━━━ RECORDS FOR PROCESSING

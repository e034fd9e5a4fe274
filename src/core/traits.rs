use crate::core::{errors::ExchangeError, types::OrderIntent};
use async_trait::async_trait;
use serde_json::Value;

/// Public market data. Pairs are given in canonical `BASE-QUOTE` form.
#[async_trait]
pub trait MarketDataSource {
    /// Ticker for one pair, or for every pair when `pair` is `None`
    async fn get_pair(&self, pair: Option<&str>) -> Result<Value, ExchangeError>;

    async fn get_order_book(&self, pair: &str, limit: Option<u32>)
        -> Result<Value, ExchangeError>;

    async fn get_trades(&self, pair: &str) -> Result<Value, ExchangeError>;

    /// OHLC candles; `last` is the number of candles requested
    async fn get_ohlc(&self, pair: &str, last: Option<u32>) -> Result<Value, ExchangeError>;
}

#[async_trait]
pub trait AccountInfo {
    async fn get_account_balance(&self) -> Result<Value, ExchangeError>;
    async fn get_transactions(&self) -> Result<Value, ExchangeError>;
    async fn get_open_orders(&self, pair: &str) -> Result<Value, ExchangeError>;
    async fn get_all_orders(&self, pair: &str) -> Result<Value, ExchangeError>;
}

#[async_trait]
pub trait OrderPlacer {
    /// Submit a prepared order body
    async fn place_order(&self, order: OrderIntent) -> Result<Value, ExchangeError>;

    /// Cancel by exchange order id. Returns the full response envelope.
    async fn cancel_order(&self, order_id: &str) -> Result<Value, ExchangeError>;
}

#[async_trait]
pub trait ExchangeConnector: MarketDataSource + OrderPlacer + AccountInfo {}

━━━━━━

§ **TASK DIRECTIONS**
Write down exactly the line with "pub trait MarketDataSource", then each line after it through the end of the data.

§ **RESPONSE TO THIS TASK**
pub trait MarketDataSource {
    /// Ticker for one pair, or for every pair when `pair` is `None`
    async fn get_pair(&self, pair: Option<&str>) -> Result<Value, ExchangeError>;

    async fn get_order_book(&self, pair: &str, limit: Option<u32>)
        -> Result<Value, ExchangeError>;

    async fn get_trades(&self, pair: &str) -> Result<Value, ExchangeError>;

    /// OHLC candles; `last` is the number of candles requested
    async fn get_ohlc(&self, pair: &str, last: Option<u32>) -> Result<Value, ExchangeError>;
}

#[async_trait]
pub trait AccountInfo {
    async fn get_account_balance(&self) -> Result<Value, ExchangeError>;
    async fn get_transactions(&self) -> Result<Value, ExchangeError>;
    async fn get_open_orders(&self, pair: &str) -> Result<Value, ExchangeError>;
    async fn get_all_orders(&self, pair: &str) -> Result<Value, ExchangeError>;
}

#[async_trait]
pub trait OrderPlacer {
    /// Submit a prepared order body
    async fn place_order(&self, order: OrderIntent) -> Result<Value, ExchangeError>;

    /// Cancel by exchange order id. Returns the full response envelope.
    async fn cancel_order(&self, order_id: &str) -> Result<Value, ExchangeError>;
}

#[async_trait]
pub trait ExchangeConnector: MarketDataSource + OrderPlacer + AccountInfo {}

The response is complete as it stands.